Segment Start: Task material

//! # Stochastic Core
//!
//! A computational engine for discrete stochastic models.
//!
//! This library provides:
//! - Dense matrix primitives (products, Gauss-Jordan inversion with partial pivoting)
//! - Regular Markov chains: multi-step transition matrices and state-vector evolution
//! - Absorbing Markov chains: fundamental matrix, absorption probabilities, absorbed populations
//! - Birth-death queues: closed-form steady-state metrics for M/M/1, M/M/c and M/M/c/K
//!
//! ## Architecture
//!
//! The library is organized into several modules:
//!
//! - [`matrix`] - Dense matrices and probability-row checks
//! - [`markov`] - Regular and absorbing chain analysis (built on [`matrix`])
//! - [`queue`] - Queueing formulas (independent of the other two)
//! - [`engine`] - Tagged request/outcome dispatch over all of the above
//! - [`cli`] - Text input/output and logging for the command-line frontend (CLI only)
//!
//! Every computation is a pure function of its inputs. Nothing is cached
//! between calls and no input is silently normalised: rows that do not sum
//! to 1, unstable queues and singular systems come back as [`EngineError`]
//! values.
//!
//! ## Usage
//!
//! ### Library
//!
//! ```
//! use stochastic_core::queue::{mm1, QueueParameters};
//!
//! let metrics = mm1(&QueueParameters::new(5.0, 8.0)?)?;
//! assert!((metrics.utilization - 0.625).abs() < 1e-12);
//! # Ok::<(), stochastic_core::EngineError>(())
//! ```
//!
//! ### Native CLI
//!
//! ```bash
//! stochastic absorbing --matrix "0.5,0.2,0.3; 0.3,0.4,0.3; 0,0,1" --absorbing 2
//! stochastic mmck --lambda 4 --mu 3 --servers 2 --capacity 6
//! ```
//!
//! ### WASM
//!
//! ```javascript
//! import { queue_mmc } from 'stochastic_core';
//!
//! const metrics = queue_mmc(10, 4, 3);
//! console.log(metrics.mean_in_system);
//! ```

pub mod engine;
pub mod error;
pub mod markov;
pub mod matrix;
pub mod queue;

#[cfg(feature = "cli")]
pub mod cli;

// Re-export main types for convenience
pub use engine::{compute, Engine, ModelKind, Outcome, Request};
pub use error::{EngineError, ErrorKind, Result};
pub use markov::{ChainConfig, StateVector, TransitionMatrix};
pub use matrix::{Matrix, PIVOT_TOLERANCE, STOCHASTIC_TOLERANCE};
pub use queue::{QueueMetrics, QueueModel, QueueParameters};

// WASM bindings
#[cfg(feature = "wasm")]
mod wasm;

Segment End: Task material
Segment Start: Task material

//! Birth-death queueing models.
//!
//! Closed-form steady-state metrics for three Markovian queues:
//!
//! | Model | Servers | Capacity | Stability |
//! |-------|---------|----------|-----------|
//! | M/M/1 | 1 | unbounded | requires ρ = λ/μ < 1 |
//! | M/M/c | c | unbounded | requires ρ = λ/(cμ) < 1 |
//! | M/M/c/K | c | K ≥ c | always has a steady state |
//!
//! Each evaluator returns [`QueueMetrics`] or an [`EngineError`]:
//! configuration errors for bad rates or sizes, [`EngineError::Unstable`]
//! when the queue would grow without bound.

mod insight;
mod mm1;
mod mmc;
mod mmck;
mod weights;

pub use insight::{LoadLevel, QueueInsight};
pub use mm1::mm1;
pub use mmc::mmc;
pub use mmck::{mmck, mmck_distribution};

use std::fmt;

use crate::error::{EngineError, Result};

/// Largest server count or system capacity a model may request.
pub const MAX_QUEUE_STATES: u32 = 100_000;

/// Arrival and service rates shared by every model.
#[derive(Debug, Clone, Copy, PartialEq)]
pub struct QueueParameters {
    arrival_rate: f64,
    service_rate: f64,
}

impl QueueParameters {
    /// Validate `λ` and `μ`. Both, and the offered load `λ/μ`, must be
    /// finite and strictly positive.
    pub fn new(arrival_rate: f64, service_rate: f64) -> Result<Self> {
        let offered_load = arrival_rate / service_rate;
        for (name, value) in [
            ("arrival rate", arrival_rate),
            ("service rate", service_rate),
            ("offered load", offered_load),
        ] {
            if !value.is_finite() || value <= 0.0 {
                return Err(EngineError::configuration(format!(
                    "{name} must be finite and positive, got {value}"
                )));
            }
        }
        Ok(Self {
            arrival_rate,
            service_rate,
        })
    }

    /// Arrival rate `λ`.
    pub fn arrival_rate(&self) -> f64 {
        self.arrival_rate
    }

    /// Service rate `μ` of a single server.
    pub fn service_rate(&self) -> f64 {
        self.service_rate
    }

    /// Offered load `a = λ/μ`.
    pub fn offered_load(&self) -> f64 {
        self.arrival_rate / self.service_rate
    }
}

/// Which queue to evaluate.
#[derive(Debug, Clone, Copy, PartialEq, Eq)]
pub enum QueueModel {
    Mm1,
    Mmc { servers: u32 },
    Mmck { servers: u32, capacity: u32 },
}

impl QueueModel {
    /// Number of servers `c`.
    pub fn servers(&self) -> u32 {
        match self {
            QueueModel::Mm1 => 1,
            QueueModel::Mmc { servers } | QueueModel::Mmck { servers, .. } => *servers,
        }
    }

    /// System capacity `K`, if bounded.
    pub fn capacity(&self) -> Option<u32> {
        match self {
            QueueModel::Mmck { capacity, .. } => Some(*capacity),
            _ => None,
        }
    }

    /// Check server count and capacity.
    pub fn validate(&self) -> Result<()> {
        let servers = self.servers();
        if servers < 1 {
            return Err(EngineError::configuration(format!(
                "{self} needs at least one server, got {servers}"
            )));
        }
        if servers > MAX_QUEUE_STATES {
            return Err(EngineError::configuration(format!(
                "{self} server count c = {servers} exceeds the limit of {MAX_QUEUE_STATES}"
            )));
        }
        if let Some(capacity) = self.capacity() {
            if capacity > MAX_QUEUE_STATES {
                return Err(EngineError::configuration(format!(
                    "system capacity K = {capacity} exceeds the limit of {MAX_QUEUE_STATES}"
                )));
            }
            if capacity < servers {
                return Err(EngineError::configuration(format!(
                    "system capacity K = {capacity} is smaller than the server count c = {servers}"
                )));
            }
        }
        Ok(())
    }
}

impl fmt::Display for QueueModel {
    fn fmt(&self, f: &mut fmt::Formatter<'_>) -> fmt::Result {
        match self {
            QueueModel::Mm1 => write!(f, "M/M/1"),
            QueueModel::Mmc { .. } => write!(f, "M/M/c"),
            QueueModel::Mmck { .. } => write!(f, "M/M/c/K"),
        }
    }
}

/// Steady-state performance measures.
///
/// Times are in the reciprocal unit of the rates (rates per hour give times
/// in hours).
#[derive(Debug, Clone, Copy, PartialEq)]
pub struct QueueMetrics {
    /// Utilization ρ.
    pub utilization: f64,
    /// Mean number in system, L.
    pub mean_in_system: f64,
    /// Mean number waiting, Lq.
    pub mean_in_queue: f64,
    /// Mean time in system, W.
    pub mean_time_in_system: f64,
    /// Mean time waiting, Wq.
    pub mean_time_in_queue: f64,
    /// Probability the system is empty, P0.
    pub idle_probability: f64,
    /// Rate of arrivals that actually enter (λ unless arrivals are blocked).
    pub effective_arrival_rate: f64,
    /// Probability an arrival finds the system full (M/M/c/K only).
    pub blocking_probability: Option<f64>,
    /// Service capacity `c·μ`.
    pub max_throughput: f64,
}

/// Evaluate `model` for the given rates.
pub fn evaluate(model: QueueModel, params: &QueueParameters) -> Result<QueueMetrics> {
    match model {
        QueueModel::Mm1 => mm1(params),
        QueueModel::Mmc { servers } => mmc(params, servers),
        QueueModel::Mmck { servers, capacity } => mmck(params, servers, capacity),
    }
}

Segment End: Task material

- Work order: The result should be every line that contains "insight", copied from the entries.

- Task answer:
mod insight;
pub use insight::{LoadLevel, QueueInsight};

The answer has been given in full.